Supplied material:
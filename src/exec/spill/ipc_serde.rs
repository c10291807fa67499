// Licensed to the Apache Software Foundation (ASF) under one
// or more contributor license agreements.  See the NOTICE file
// distributed with this work for additional information
// regarding copyright ownership.  The ASF licenses this file
// to you under the Apache License, Version 2.0 (the
// "License"); you may not use this file except in compliance
// with the License.  You may obtain a copy of the License at
//
//   http://www.apache.org/licenses/LICENSE-2.0
//
// Unless required by applicable law or agreed to in writing,
// software distributed under the License is distributed on an
// "AS IS" BASIS, WITHOUT WARRANTIES OR CONDITIONS OF ANY
// KIND, either express or implied.  See the License for the
// specific language governing permissions and limitations
// under the License.
use std::fmt;
use std::io::Cursor;
use std::str::FromStr;

use arrow::array::RecordBatch;
use arrow::datatypes::Schema;
use arrow::ipc::reader::StreamReader;
use arrow::ipc::writer::{IpcWriteOptions, StreamWriter};
use arrow::ipc::{CompressionType, MetadataVersion};

use crate::common::error::{Result, SortError};

const IPC_ALIGNMENT: usize = 64;

#[derive(Clone, Copy, Debug, PartialEq, Eq)]
pub enum SpillCodec {
    None,
    Lz4,
    Zstd,
}

impl SpillCodec {
    pub fn as_u8(self) -> u8 {
        match self {
            SpillCodec::None => 0,
            SpillCodec::Lz4 => 1,
            SpillCodec::Zstd => 2,
        }
    }
}

impl FromStr for SpillCodec {
    type Err = SortError;

    fn from_str(value: &str) -> Result<Self> {
        match value.trim().to_ascii_lowercase().as_str() {
            "none" | "" => Ok(SpillCodec::None),
            "lz4" => Ok(SpillCodec::Lz4),
            "zstd" => Ok(SpillCodec::Zstd),
            _ => Err(SortError::Config(format!(
                "unsupported sort.spill_compression: {value}"
            ))),
        }
    }
}

impl TryFrom<u8> for SpillCodec {
    type Error = SortError;

    fn try_from(value: u8) -> Result<Self> {
        match value {
            0 => Ok(SpillCodec::None),
            1 => Ok(SpillCodec::Lz4),
            2 => Ok(SpillCodec::Zstd),
            _ => Err(SortError::Corrupted(format!(
                "unknown spill codec value: {value}"
            ))),
        }
    }
}

impl fmt::Display for SpillCodec {
    fn fmt(&self, f: &mut fmt::Formatter<'_>) -> fmt::Result {
        match self {
            SpillCodec::None => write!(f, "none"),
            SpillCodec::Lz4 => write!(f, "lz4"),
            SpillCodec::Zstd => write!(f, "zstd"),
        }
    }
}

/// Encodes each batch as a self-contained Arrow IPC stream message.
#[derive(Debug, Clone)]
pub struct IpcSerde {
    codec: SpillCodec,
    write_options: IpcWriteOptions,
}

impl IpcSerde {
    pub fn new(codec: SpillCodec) -> Result<Self> {
        let options = IpcWriteOptions::try_new(IPC_ALIGNMENT, false, MetadataVersion::V5)?;
        let write_options = match codec {
            SpillCodec::None => options,
            SpillCodec::Lz4 => options.try_with_compression(Some(CompressionType::LZ4_FRAME))?,
            SpillCodec::Zstd => options.try_with_compression(Some(CompressionType::ZSTD))?,
        };
        Ok(Self {
            codec,
            write_options,
        })
    }

    pub fn codec(&self) -> SpillCodec {
        self.codec
    }

    pub fn encode(&self, batch: &RecordBatch) -> Result<Vec<u8>> {
        let mut writer = StreamWriter::try_new_with_options(
            Vec::new(),
            batch.schema().as_ref(),
            self.write_options.clone(),
        )?;
        writer.write(batch)?;
        writer.finish()?;
        Ok(writer.into_inner()?)
    }

    pub fn decode(&self, message: Vec<u8>) -> Result<RecordBatch> {
        let mut reader = StreamReader::try_new(Cursor::new(message), None)?;
        let batch = reader.next().transpose()?.ok_or_else(|| {
            SortError::Corrupted("spill message did not contain a record batch".to_string())
        })?;
        if reader.next().is_some() {
            return Err(SortError::Corrupted(
                "spill message contained more than one record batch".to_string(),
            ));
        }
        Ok(batch)
    }
}

/// FNV-1a over the schema's display form; written into every spill file header.
pub fn schema_hash(schema: &Schema) -> u64 {
    const FNV_OFFSET: u64 = 0xcbf29ce484222325;
    const FNV_PRIME: u64 = 0x100000001b3;
    schema
        .to_string()
        .bytes()
        .fold(FNV_OFFSET, |hash, byte| {
            (hash ^ u64::from(byte)).wrapping_mul(FNV_PRIME)
        })
}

Task to carry out:
Begin with the top line of the material and go as far as the line with "distributed on an". Set down those lines exactly, both ends included, and nothing more.

Response:
filename src/exec/spill/ipc_serde.rs
repository c10291807fa67499
// Licensed to the Apache Software Foundation (ASF) under one
// or more contributor license agreements.  See the NOTICE file
// distributed with this work for additional information
// regarding copyright ownership.  The ASF licenses this file
// to you under the Apache License, Version 2.0 (the
// "License"); you may not use this file except in compliance
// with the License.  You may obtain a copy of the License at
//
//   http://www.apache.org/licenses/LICENSE-2.0
//
// Unless required by applicable law or agreed to in writing,
// software distributed under the License is distributed on an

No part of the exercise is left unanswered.